In the event that anyone cares, Mister Doull is a bit of biznessman and entrepreneur as well as a former (associate) publisher of the sexy-techie magazine Wired. He is also, for what it's worth, the step-nephew of disgraced media mogul Conrad Black who was recently released from the pokey on a $2,000,000 bond after serving a few years of a 6.5 year term for a couple of nasty convictions on mail fraud and obstruction of justice. Mister Black once owned a number of pricey properties up and down the eastern seaboard including a Palm Beach mansion that, despite denials by his people, has long been on the market with an undisclosed asking price. It was to this ocean front estate that Mister Black reportedly went immediately after being released.

Miz Ward is a British born and very glammy writer and contributing editor to Vanity Fair magazine, the gorgeous and glossy publication that Your Mama likes to think of as terlit reading for the urbane. The successful scribe has penned profiles and pieces on heaps of honchos and bigwigs such as former CEO turned wannabe senator Carly Fiorina, former counter-terrorism czar Richard Clarke, prostie luvvin' billionaire Jeffrey Epstein, prostie luvvin' pol Eliot Spitzer, and former C.I.A. operative Valerie Plame.

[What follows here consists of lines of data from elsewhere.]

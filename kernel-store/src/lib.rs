//! Persistence for the inter-kernel remote messaging core.
//!
//! Grounded on `luanti-server`'s `WorldStorage` trait, which exposes a
//! narrow `store_block`/`load_block` interface with swappable `dummy` and
//! `minetestworld` (SQLite) backends. Here the same shape persists
//! per-remote sequence numbers and pending messages instead of world
//! blocks, with savepoint transactions added to satisfy spec §9's
//! atomic-receive requirement.

#![deny(unsafe_code)]

pub mod error;
pub mod keys;
pub mod memory;
pub mod sqlite;
pub mod store;

pub use error::StoreError;
pub use memory::MemoryStore;
pub use sqlite::SqliteStore;
pub use store::Store;
pub use store::Transaction;
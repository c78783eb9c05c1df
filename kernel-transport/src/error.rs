//! The transport-layer error taxonomy: protocol violation, retryable
//! network error, capacity limit, and intentional close.

use thiserror::Error;

/// Failures surfaced by [`crate::Transport`] operations.
#[derive(Debug, Error)]
pub enum TransportError {
    /// The peer's connection was intentionally closed locally; sends fail
    /// synchronously until `reconnectPeer` is called again. The message
    /// text is part of the logging contract: callers match on
    /// `"intentional close"` to distinguish this from other failures.
    #[error("intentional close")]
    IntentionalClose,
    /// No channel currently exists for this peer and none is being
    /// established (e.g. it was never dialed).
    #[error("no channel for peer {0}")]
    NoChannel(String),
    /// The outgoing frame exceeds `maxMessageSizeBytes`.
    #[error("message size {size} exceeds limit {limit}")]
    MessageTooLarge {
        /// The frame's size in bytes.
        size: usize,
        /// The configured `maxMessageSizeBytes` limit.
        limit: usize,
    },
    /// Accepting or dialing this connection would exceed
    /// `maxConcurrentConnections`.
    #[error("concurrent connection limit reached")]
    ConnectionLimitReached,
    /// A read, write, or dial failed for a reason that may resolve with
    /// a retry (reset, timeout, refused on a transient basis).
    #[error("connection error: {0}")]
    Connection(#[from] std::io::Error),
    /// A write did not complete within the write timeout.
    #[error("write timed out")]
    WriteTimeout,
    /// The handshake failed: wrong frame type, timeout, or malformed
    /// `incarnationId`.
    #[error("handshake failed: {0}")]
    Handshake(String),
    /// A received frame could not be parsed as a length-delimited JSON
    /// object, or carried an unknown `method`.
    #[error("protocol violation: {0}")]
    Protocol(String),
}

impl TransportError {
    /// Whether this error should trigger the reconnection loop (as
    /// opposed to being reported to a caller as a synchronous failure).
    #[must_use]
    pub fn is_retryable(&self) -> bool {
        matches!(
            self,
            Self::Connection(_) | Self::WriteTimeout | Self::Handshake(_)
        )
    }
}
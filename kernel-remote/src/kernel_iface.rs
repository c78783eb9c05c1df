//! Narrow interfaces onto the kernel object store and run queue. Both
//! are owned and implemented elsewhere; `RemoteHandle` only ever calls
//! through these traits, never assumes a concrete object graph.

use serde_json::Value;

/// Translates between this remote's endpoint-scoped `ERef`s and the
/// owning kernel's global `KRef`s (ERef-KRef translation table).
pub trait KernelObjectStore {
    /// Resolve a previously-exported `ERef` (one this kernel sent
    /// outbound, named as an export in an earlier `deliver`/`notify`) to
    /// its `KRef`. Returns `None` if the eref is unknown for this
    /// remote, which the caller treats as a protocol violation.
    fn eref_to_kref(&self, remote_id: &str, eref: &str) -> Option<String>;

    /// Resolve (importing on first use) a `KRef` this kernel holds onto
    /// the `ERef` string to use when addressing it to this remote.
    fn kref_to_eref(&mut self, remote_id: &str, kref: &str) -> String;

    /// Allocate a fresh `ERef` for a value being exported to this remote
    /// for the first time (e.g. a promise result reference).
    fn export_new(&mut self, remote_id: &str, kref: &str) -> String;
}

/// The run-queue / GC operations spec §4.1.4 cross-wires into the
/// incoming path: delivering a method call, resolving promises, and the
/// three GC notifications (`dropExports`/`retireExports`/`retireImports`).
pub trait KernelQueue {
    /// Enqueue a method send on `target` with `methargs`, to run on the
    /// kernel's own turn. `result` is the `ERef` of the promise for the
    /// call's outcome, if the sender cared about it.
    fn enqueue_send(&mut self, remote_id: &str, target: &str, methargs: Value, result: Option<String>);

    /// Resolve or reject a set of previously-exported promises.
    /// `rejected` is paired index-for-index with `promise_erefs`.
    fn resolve_promises(&mut self, remote_id: &str, resolutions: Vec<(String, bool, Value)>);

    /// The remote no longer holds outstanding references to these
    /// `ERef`s; they may be dropped once no other remote holds them.
    fn drop_imports(&mut self, remote_id: &str, erefs: Vec<String>);

    /// The remote will never again ask to resolve these exported
    /// promises; free any bookkeeping kept for late resolution.
    fn retire_exports(&mut self, remote_id: &str, erefs: Vec<String>);

    /// The remote has released its last reference to these imports;
    /// this kernel's own import table entries may be retired.
    fn retire_imports(&mut self, remote_id: &str, erefs: Vec<String>);
}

In addition to laying down ink for Vanity Fair and Huffington Post, and doing tons of on-air interviews for Bloomberg TV, Miz Ward recently released a best selling book by the name of The Devil's Casino: Friendship, Betrayal, and the High States Games Inside Lehman Brothers.

As mentioned earlier, the not quite yet dee-vorced couple have had their names splashed around in the New York City tabs including on the pages of Miz Ward's former employer the New York Post where Page Six recently reported that both have restraining orders against each other after a big blow up that (allegedly) resulted from Mister Doull's request that Miz Ward pay for a Brazilian vacation he took with his 22-year old girlfriend. Besides being capital T-tacky on Mister Doull's part, what kind of gal who's barely old enough to imbibe booze gets involved with and goes on an international holiday with a man who's engaged in a bitter battle with his not quite yet ex-wife? And too, what sort of approaching middle age fellow with young children takes up with a 22 year old whippersnapper even before his dee-vorce is finalized?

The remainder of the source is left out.